//! Domain entities and business logic
//!
//! This module contains the core domain types for uplink:
//! - Newtypes for identifiers and validated paths
//! - Watch entries with their per-file state and name mapping
//! - The persisted registry of all watches
//! - Domain-specific error types

pub mod errors;
pub mod newtypes;
pub mod registry;
pub mod watch;

// Re-export commonly used types
pub use errors::DomainError;
pub use newtypes::*;
pub use registry::Registry;
pub use watch::{EncryptionSettings, FileState, FingerprintMode, SyncMode, WatchEntry};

# Requirement
Track down all lines above with the string "errors" and copy them.

# Answer
pub mod errors;
pub use errors::DomainError;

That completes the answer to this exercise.